## Assignment
Given the listing below, write out exactly the lines starting with the line that has "let body = response.text().await.unwrap_or_default();" and going on through the line that has "if let Ok(b)", both kept.

## Materials provided

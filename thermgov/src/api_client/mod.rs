//! HTTP client for the governor API.

pub mod types;

use anyhow::{Context, Result};
use serde::de::DeserializeOwned;

use crate::thermal::{DwellTimes, ThermalConfig};
use types::{ConfigFieldValue, ConfigValue, ConfigValueRequest, GovernorPatchRequest, GovernorState};

pub const DEFAULT_BASE_URL: &str = "http://127.0.0.1:7786";

const API_PREFIX: &str = "/api/v0";

pub struct Client {
    http: reqwest::Client,
    base_url: String,
}

impl Default for Client {
    fn default() -> Self {
        Self::new()
    }
}

impl Client {
    pub fn new() -> Self {
        Self::with_base_url(DEFAULT_BASE_URL)
    }

    pub fn with_base_url(base_url: impl Into<String>) -> Self {
        let base_url = base_url.into().trim_end_matches('/').to_string();
        Self {
            http: reqwest::Client::new(),
            base_url,
        }
    }

    pub async fn get_governor(&self) -> Result<GovernorState> {
        self.get("/governor").await
    }

    pub async fn patch_governor(&self, req: &GovernorPatchRequest) -> Result<GovernorState> {
        self.send(self.http.patch(self.url("/governor")).json(req))
            .await
    }

    pub async fn get_config(&self) -> Result<ThermalConfig> {
        self.get("/config").await
    }

    pub async fn get_config_field(&self, field: &str) -> Result<ConfigFieldValue> {
        self.get(&format!("/config/{field}")).await
    }

    pub async fn put_config_field(
        &self,
        field: &str,
        value: ConfigValue,
    ) -> Result<ConfigFieldValue> {
        let body = ConfigValueRequest { value };
        self.send(
            self.http
                .put(self.url(&format!("/config/{field}")))
                .json(&body),
        )
        .await
    }

    pub async fn get_stats(&self) -> Result<DwellTimes> {
        self.get("/stats").await
    }

    fn url(&self, path: &str) -> String {
        format!("{}{API_PREFIX}{path}", self.base_url)
    }

    async fn get<T: DeserializeOwned>(&self, path: &str) -> Result<T> {
        self.send(self.http.get(self.url(path))).await
    }

    async fn send<T: DeserializeOwned>(&self, request: reqwest::RequestBuilder) -> Result<T> {
        let response = request
            .send()
            .await
            .with_context(|| format!("request to {} failed", self.base_url))?;

        let status = response.status();
        if !status.is_success() {
            let body = response.text().await.unwrap_or_default();
            anyhow::bail!("server returned {status}: {body}");
        }

        Ok(response.json().await?)
    }
}

/// Pick the JSON type that matches how a field is typed server-side.
pub fn parse_config_value(raw: &str) -> ConfigValue {
    if let Ok(b) = raw.parse::<bool>() {
        ConfigValue::Bool(b)
    } else if let Ok(n) = raw.parse::<i64>() {
        ConfigValue::Int(n)
    } else {
        ConfigValue::Text(raw.to_string())
    }
}
//! Closed-loop CPU thermal governor.
//!
//! Polls a temperature sensor, maps each reading onto a throttle level and
//! clamps the CPU frequency ceiling to match. See [`thermal`] for the control
//! loop, [`backend`] for the hardware it talks to and [`api`] for the runtime
//! control surface.

pub mod api;
pub mod api_client;
pub mod backend;
pub mod config;
pub mod error;
pub mod thermal;
pub mod tracing;
pub mod types;
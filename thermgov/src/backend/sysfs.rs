//! Linux sysfs backend.
//!
//! Temperatures come from the thermal class (`thermal_zone<N>/temp`, in
//! millidegrees), ceilings from cpufreq's `scaling_max_freq`, and hotplug
//! from `cpu<N>/online`. All paths are relative to a configurable root so
//! the backend can be pointed at a fake tree.

use std::io;
use std::path::{Path, PathBuf};
use std::time::Duration;

use async_trait::async_trait;
use regex::Regex;
use tokio::process::Command;

use super::Backend;
use crate::thermal::{CpuPolicy, GatewayError, PowerControl, TemperatureSensor};
use crate::tracing::prelude::*;

/// Build a backend rooted at `sysfs_root` (normally `/sys`).
pub fn backend(sysfs_root: &Path, shutdown_grace: Duration) -> io::Result<Backend> {
    let policy = SysfsCpuPolicy::discover(sysfs_root)?;
    info!(
        cores = policy.core_count(),
        root = %sysfs_root.display(),
        "Discovered CPUs"
    );

    Ok(Backend {
        sensor: Box::new(SysfsSensor::new(sysfs_root)),
        policy: Box::new(policy),
        power: Box::new(SystemPower::new(shutdown_grace)),
    })
}

pub struct SysfsSensor {
    root: PathBuf,
}

impl SysfsSensor {
    pub fn new(sysfs_root: &Path) -> Self {
        Self {
            root: sysfs_root.join("class/thermal"),
        }
    }
}

#[async_trait]
impl TemperatureSensor for SysfsSensor {
    async fn read_temperature(&mut self, sensor_id: u32) -> Result<i32, GatewayError> {
        let path = self.root.join(format!("thermal_zone{sensor_id}/temp"));
        let sensor_error = |reason: String| GatewayError::Sensor { sensor_id, reason };

        let text = tokio::fs::read_to_string(&path)
            .await
            .map_err(|e| sensor_error(format!("{}: {e}", path.display())))?;
        let millidegrees: i64 = text
            .trim()
            .parse()
            .map_err(|_| sensor_error(format!("unparsable reading {:?}", text.trim())))?;

        i32::try_from(millidegrees / 1000)
            .map_err(|_| sensor_error(format!("reading {millidegrees} out of range")))
    }
}

pub struct SysfsCpuPolicy {
    root: PathBuf,
    cores: usize,
}

impl SysfsCpuPolicy {
    /// Count `cpu<N>` directories under `devices/system/cpu`.
    pub fn discover(sysfs_root: &Path) -> io::Result<Self> {
        let root = sysfs_root.join("devices/system/cpu");
        let pattern = Regex::new(r"^cpu(\d+)$").map_err(io::Error::other)?;

        let mut highest = None;
        for entry in std::fs::read_dir(&root)? {
            let name = entry?.file_name();
            let Some(index) = name
                .to_str()
                .and_then(|name| pattern.captures(name))
                .and_then(|caps| caps[1].parse::<usize>().ok())
            else {
                continue;
            };
            highest = highest.max(Some(index));
        }

        let cores = highest.map(|index| index + 1).ok_or_else(|| {
            io::Error::new(
                io::ErrorKind::NotFound,
                format!("no CPUs found under {}", root.display()),
            )
        })?;

        Ok(Self { root, cores })
    }

    fn cpufreq(&self, core: usize, attribute: &str) -> PathBuf {
        self.root.join(format!("cpu{core}/cpufreq/{attribute}"))
    }

    fn online_path(&self, core: usize) -> PathBuf {
        self.root.join(format!("cpu{core}/online"))
    }
}

#[async_trait]
impl CpuPolicy for SysfsCpuPolicy {
    fn core_count(&self) -> usize {
        self.cores
    }

    async fn ceiling(&mut self, core: usize) -> Result<u32, GatewayError> {
        let path = self.cpufreq(core, "scaling_max_freq");
        let unavailable = |reason: String| GatewayError::PolicyUnavailable { core, reason };

        let text = tokio::fs::read_to_string(&path)
            .await
            .map_err(|e| unavailable(format!("{}: {e}", path.display())))?;
        text.trim()
            .parse()
            .map_err(|_| unavailable(format!("unparsable ceiling {:?}", text.trim())))
    }

    async fn set_ceiling(&mut self, core: usize, khz: u32) -> Result<(), GatewayError> {
        let path = self.cpufreq(core, "scaling_max_freq");
        tokio::fs::write(&path, khz.to_string())
            .await
            .map_err(|e| GatewayError::SetCeiling {
                core,
                khz,
                reason: format!("{}: {e}", path.display()),
            })
    }

    async fn is_online(&mut self, core: usize) -> Result<bool, GatewayError> {
        match tokio::fs::read_to_string(self.online_path(core)).await {
            Ok(text) => Ok(text.trim() == "1"),
            // The boot CPU usually has no hotplug control and is always on.
            Err(e) if e.kind() == io::ErrorKind::NotFound => Ok(true),
            Err(e) => Err(GatewayError::Online {
                core,
                reason: e.to_string(),
            }),
        }
    }

    async fn bring_online(&mut self, core: usize) -> Result<(), GatewayError> {
        tokio::fs::write(self.online_path(core), "1")
            .await
            .map_err(|e| GatewayError::Online {
                core,
                reason: e.to_string(),
            })
    }

    async fn frequencies(&mut self, core: usize) -> Result<Vec<u32>, GatewayError> {
        let path = self.cpufreq(core, "scaling_available_frequencies");
        let unavailable = |reason: String| GatewayError::PolicyUnavailable { core, reason };

        let text = tokio::fs::read_to_string(&path)
            .await
            .map_err(|e| unavailable(format!("{}: {e}", path.display())))?;
        text.split_whitespace()
            .map(|word| {
                word.parse()
                    .map_err(|_| unavailable(format!("unparsable frequency {word:?}")))
            })
            .collect()
    }
}

/// Powers the system off through systemd, forcing it after a grace period.
pub struct SystemPower {
    grace: Duration,
}

impl SystemPower {
    pub fn new(grace: Duration) -> Self {
        Self { grace }
    }
}

#[async_trait]
impl PowerControl for SystemPower {
    async fn request_shutdown(&mut self, reason: &str) -> Result<(), GatewayError> {
        warn!(reason, grace_secs = self.grace.as_secs(), "Requesting system power-off");

        let spawned = Command::new("systemctl").arg("poweroff").spawn();
        let grace = self.grace;

        tokio::spawn(async move {
            match spawned {
                Ok(mut child) => match child.wait().await {
                    Ok(status) if status.success() => {}
                    Ok(status) => warn!(%status, "systemctl poweroff failed"),
                    Err(e) => warn!(error = %e, "systemctl poweroff failed"),
                },
                Err(e) => warn!(error = %e, "Could not run systemctl"),
            }
            tokio::time::sleep(grace).await;
            force_power_off();
        });

        Ok(())
    }
}

#[cfg(target_os = "linux")]
fn force_power_off() {
    use nix::sys::reboot::{RebootMode, reboot};

    error!("Orderly power-off did not complete, forcing");
    nix::unistd::sync();
    let Err(e) = reboot(RebootMode::RB_POWER_OFF);
    error!(error = %e, "Forced power-off failed");
}

#[cfg(not(target_os = "linux"))]
fn force_power_off() {
    error!("Orderly power-off did not complete and forcing it is unsupported here");
}
//! Asset loading and load tracking.
//!
//! - [`tracker`]: aggregates independent loads into one progress ratio and a
//!   single completion event.
//! - [`loaders`]: background texture / cube texture / glTF loading feeding a
//!   tracker (native targets).
//! - [`image`]: CPU-side RGBA8 texture data.
//! - [`mesh`]: CPU-side triangle geometry.

pub mod image;
#[cfg(not(target_arch = "wasm32"))]
pub mod loaders;
pub mod mesh;
pub mod tracker;

pub use image::TextureData;
#[cfg(not(target_arch = "wasm32"))]
pub use loaders::{AssetLoader, AssetRequest, LoadedAsset};
pub use mesh::MeshData;
pub use tracker::{LoadEvent, LoadHandle, LoadProgress, LoadTracker, ResourceKind};
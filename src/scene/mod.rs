//! Scene-side collaborators of the viewer.
//!
//! - [`PerspectiveCamera`]: projection and view of the 3D scene
//! - [`EnvironmentScene`]: cube-map background plus loaded meshes, the
//!   [`SceneSource`](crate::renderer::SceneSource) used by the windowed host

pub mod camera;
pub mod environment;

pub use camera::PerspectiveCamera;
pub use environment::EnvironmentScene;
impl GpuBackend {
    #[must_use]
    pub fn new(ctx: GpuContext) -> Self {
        let device = &ctx.device;

        let texture_entry = |binding| wgpu::BindGroupLayoutEntry {
            binding,
            visibility: wgpu::ShaderStages::FRAGMENT,
            ty: wgpu::BindingType::Texture {
                sample_type: wgpu::TextureSampleType::Float { filterable: true },
                view_dimension: wgpu::TextureViewDimension::D2,
                multisampled: false,
            },
            count: None,
        };

        let layout = device.create_bind_group_layout(&wgpu::BindGroupLayoutDescriptor {
            label: Some("Effect BindGroup Layout"),
            entries: &[
                texture_entry(0),
                wgpu::BindGroupLayoutEntry {
                    binding: 1,
                    visibility: wgpu::ShaderStages::FRAGMENT,
                    ty: wgpu::BindingType::Sampler(wgpu::SamplerBindingType::Filtering),
                    count: None,
                },
                wgpu::BindGroupLayoutEntry {
                    binding: 2,
                    visibility: wgpu::ShaderStages::FRAGMENT,
                    ty: wgpu::BindingType::Buffer {
                        ty: wgpu::BufferBindingType::Uniform,
                        has_dynamic_offset: false,
                        min_binding_size: None,
                    },
                    count: None,
                },
                texture_entry(3),
            ],
        });

        let pipeline_layout = device.create_pipeline_layout(&wgpu::PipelineLayoutDescriptor {
            label: Some("Effect Pipeline Layout"),
            bind_group_layouts: &[Some(&layout)],
            immediate_size: 0,
        });

        let background_layout = device.create_bind_group_layout(&wgpu::BindGroupLayoutDescriptor {
            label: Some("Background BindGroup Layout"),
            entries: &[
                wgpu::BindGroupLayoutEntry {
                    binding: 0,
                    visibility: wgpu::ShaderStages::FRAGMENT,
                    ty: wgpu::BindingType::Texture {
                        sample_type: wgpu::TextureSampleType::Float { filterable: true },
                        view_dimension: wgpu::TextureViewDimension::Cube,
                        multisampled: false,
                    },
                    count: None,
                },
                wgpu::BindGroupLayoutEntry {
                    binding: 1,
                    visibility: wgpu::ShaderStages::FRAGMENT,
                    ty: wgpu::BindingType::Sampler(wgpu::SamplerBindingType::Filtering),
                    count: None,
                },
                wgpu::BindGroupLayoutEntry {
                    binding: 2,
                    visibility: wgpu::ShaderStages::FRAGMENT,
                    ty: wgpu::BindingType::Buffer {
                        ty: wgpu::BufferBindingType::Uniform,
                        has_dynamic_offset: false,
                        min_binding_size: None,
                    },
                    count: None,
                },
            ],
        });
        let background_pipeline_layout = device.create_pipeline_layout(&wgpu::PipelineLayoutDescriptor {
            label: Some("Background Pipeline Layout"),
            bind_group_layouts: &[Some(&background_layout)],
            immediate_size: 0,
        });

        let mesh_layout = device.create_bind_group_layout(&wgpu::BindGroupLayoutDescriptor {
            label: Some("Mesh BindGroup Layout"),
            entries: &[wgpu::BindGroupLayoutEntry {
                binding: 0,
                visibility: wgpu::ShaderStages::VERTEX_FRAGMENT,
                ty: wgpu::BindingType::Buffer {
                    ty: wgpu::BufferBindingType::Uniform,
                    has_dynamic_offset: false,
                    min_binding_size: None,
                },
                count: None,
            }],
        });
        let mesh_pipeline_layout = device.create_pipeline_layout(&wgpu::PipelineLayoutDescriptor {
            label: Some("Mesh Pipeline Layout"),
            bind_group_layouts: &[Some(&mesh_layout)],
            immediate_size: 0,
        });

        let sampler = device.create_sampler(&wgpu::SamplerDescriptor {
            label: Some("Effect Sampler"),
            mag_filter: wgpu::FilterMode::Linear,
            min_filter: wgpu::FilterMode::Linear,
            address_mode_u: wgpu::AddressMode::ClampToEdge,
            address_mode_v: wgpu::AddressMode::ClampToEdge,
            ..Default::default()
        });

        let dummy = TextureData::solid("Dummy Aux", [128, 128, 255, 255]);
        let dummy_view = upload_texture(&ctx, &dummy);

        Self {
            ctx,
            layout,
            pipeline_layout,
            background_layout,
            background_pipeline_layout,
            mesh_layout,
            mesh_pipeline_layout,
            sampler,
            modules: FxHashMap::default(),
            pipelines: FxHashMap::default(),
            uniform_pool: Vec::new(),
            uniform_cursor: 0,
            aux_textures: FxHashMap::default(),
            dummy_view,
            depth: None,
            frame: None,
        }
    }

    #[inline]
    #[must_use]
    pub fn context(&self) -> &GpuContext {
        &self.ctx
    }

    fn ensure_pipeline(&mut self, key: PipelineKey) {
        if self.pipelines.contains_key(&key) {
            return;
        }
        let (program, format, samples) = key;
        log::debug!(
            "Compiling {} pipeline for format {format:?}, {samples} sample(s)",
            program.label()
        );

        let device = &self.ctx.device;
        let module = self.modules.entry(program).or_insert_with(|| {
            device.create_shader_module(wgpu::ShaderModuleDescriptor {
                label: Some(program.label()),
                source: wgpu::ShaderSource::Wgsl(program.source()),
            })
        });

        let layout = match program {
            Program::Effect(_) | Program::Overlay => &self.pipeline_layout,
            Program::Background => &self.background_pipeline_layout,
            Program::Mesh => &self.mesh_pipeline_layout,
        };
        let mesh_buffers = [wgpu::VertexBufferLayout {
            array_stride: std::mem::size_of::<Vec3>() as u64,
            step_mode: wgpu::VertexStepMode::Vertex,
            attributes: &MESH_ATTRIBUTES,
        }];
        let (buffers, depth_stencil) = match program {
            Program::Mesh => (
                &mesh_buffers[..],
                Some(wgpu::DepthStencilState {
                    format: DEPTH_FORMAT,
                    depth_write_enabled: Some(true),
                    depth_compare: Some(wgpu::CompareFunction::Less),
                    stencil: wgpu::StencilState::default(),
                    bias: wgpu::DepthBiasState::default(),
                }),
            ),
            _ => (&[] as &[wgpu::VertexBufferLayout<'_>], None),
        };

        let pipeline = device.create_render_pipeline(&wgpu::RenderPipelineDescriptor {
            label: Some(program.label()),
            layout: Some(layout),
            vertex: wgpu::VertexState {
                module,
                entry_point: Some("vs_main"),
                buffers,
                compilation_options: Default::default(),
            },
            fragment: Some(wgpu::FragmentState {
                module,
                entry_point: Some("fs_main"),
                targets: &[Some(wgpu::ColorTargetState {
                    format,
                    blend: Some(program.blend()),
                    write_mask: wgpu::ColorWrites::ALL,
                })],
                compilation_options: Default::default(),
            }),
            primitive: wgpu::PrimitiveState::default(),
            depth_stencil,
            multisample: wgpu::MultisampleState {
                count: samples,
                ..Default::default()
            },
            multiview_mask: None,
            cache: None,
        });

        self.pipelines.insert(key, pipeline);
    }

    fn next_uniform_buffer<T: bytemuck::Pod>(&mut self, block: &T) -> wgpu::Buffer {
        if self.uniform_cursor == self.uniform_pool.len() {
            self.uniform_pool
                .push(self.ctx.device.create_buffer(&wgpu::BufferDescriptor {
                    label: Some("Pass Uniforms"),
                    size: UNIFORM_SLOT_SIZE,
                    usage: wgpu::BufferUsages::UNIFORM | wgpu::BufferUsages::COPY_DST,
                    mapped_at_creation: false,
                }));
        }
        let buffer = self.uniform_pool[self.uniform_cursor].clone();
        self.uniform_cursor += 1;
        self.ctx
            .queue
            .write_buffer(&buffer, 0, bytemuck::bytes_of(block));
        buffer
    }

    fn aux_view(&mut self, texture: Option<&TextureRef>) -> wgpu::TextureView {
        let Some(texture) = texture else {
            return self.dummy_view.clone();
        };
        let key = Arc::as_ptr(texture) as usize;
        if let Some((_, view)) = self.aux_textures.get(&key) {
            return view.clone();
        }
        log::debug!(
            "Uploading auxiliary texture '{}' ({}x{})",
            texture.label,
            texture.width,
            texture.height
        );
        let view = upload_texture(&self.ctx, texture);
        self.aux_textures
            .insert(key, (Arc::clone(texture), view.clone()));
        view
    }

    fn target_format(&self, target: &PassTarget<'_, GpuSurface>) -> (wgpu::TextureFormat, u32, (u32, u32)) {
        match target {
            PassTarget::Surface(s) => (s.desc.format, s.desc.sample_count, s.desc.size()),
            PassTarget::Screen => (self.ctx.color_format(), 1, self.ctx.size()),
        }
    }

    /// Depth buffer matching the target, recreated when its size or sample
    /// count changes.
    fn depth_view(&mut self, (width, height): (u32, u32), samples: u32) -> wgpu::TextureView {
        let key = (width, height, samples);
        if let Some((cached, view)) = &self.depth
            && *cached == key
        {
            return view.clone();
        }
        let view = self
            .ctx
            .device
            .create_texture(&wgpu::TextureDescriptor {
                label: Some("Mesh Depth"),
                size: wgpu::Extent3d {
                    width: width.max(1),
                    height: height.max(1),
                    depth_or_array_layers: 1,
                },
                mip_level_count: 1,
                sample_count: samples,
                dimension: wgpu::TextureDimension::D2,
                format: DEPTH_FORMAT,
                usage: wgpu::TextureUsages::RENDER_ATTACHMENT,
                view_formats: &[],
            })
            .create_view(&wgpu::TextureViewDescriptor::default());
        self.depth = Some((key, view.clone()));
        view
    }

    /// Records one full-screen draw into the current frame.
    fn draw(
        &mut self,
        program: Program,
        block_params: [[f32; 4]; 4],
        input: Option<&wgpu::TextureView>,
        aux: Option<&TextureRef>,
        target: PassTarget<'_, GpuSurface>,
        load: wgpu::LoadOp<wgpu::Color>,
    ) {
        if self.frame.is_none() {
            log::warn!("Draw outside of a frame ignored");
            return;
        }

        let (format, samples, size) = self.target_format(&target);
        let key = (program, format, samples);
        self.ensure_pipeline(key);

        let buffer = self.next_uniform_buffer(&EffectBlock::new(block_params, size));
        let aux_view = self.aux_view(aux);
        let input_view = input.unwrap_or(&self.dummy_view);

        let bind_group = self.ctx.device.create_bind_group(&wgpu::BindGroupDescriptor {
            label: Some("Effect BindGroup"),
            layout: &self.layout,
            entries: &[
                wgpu::BindGroupEntry {
                    binding: 0,
                    resource: wgpu::BindingResource::TextureView(input_view),
                },
                wgpu::BindGroupEntry {
                    binding: 1,
                    resource: wgpu::BindingResource::Sampler(&self.sampler),
                },
                wgpu::BindGroupEntry {
                    binding: 2,
                    resource: buffer.as_entire_binding(),
                },
                wgpu::BindGroupEntry {
                    binding: 3,
                    resource: wgpu::BindingResource::TextureView(&aux_view),
                },
            ],
        });

        let Some(pipeline) = self.pipelines.get(&key) else {
            return;
        };
        let Some(frame) = self.frame.as_mut() else {
            return;
        };

        let (view, resolve_target) = match &target {
            PassTarget::Surface(s) => s.attachments(),
            PassTarget::Screen => (&frame.view, None),
        };

        let mut pass = frame.encoder.begin_render_pass(&wgpu::RenderPassDescriptor {
            label: Some(program.label()),
            color_attachments: &[Some(wgpu::RenderPassColorAttachment {
                view,
                resolve_target,
                ops: wgpu::Operations {
                    load,
                    store: wgpu::StoreOp::Store,
                },
                depth_slice: None,
            })],
            ..Default::default()
        });

        pass.set_pipeline(pipeline);
        pass.set_bind_group(0, &bind_group, &[]);
        pass.draw(0..3, 0..1);
    }
}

## Response area
            let body = response.text().await.unwrap_or_default();
            anyhow::bail!("server returned {status}: {body}");
        }

        Ok(response.json().await?)
    }
}

/// Pick the JSON type that matches how a field is typed server-side.
pub fn parse_config_value(raw: &str) -> ConfigValue {
    if let Ok(b) = raw.parse::<bool>() {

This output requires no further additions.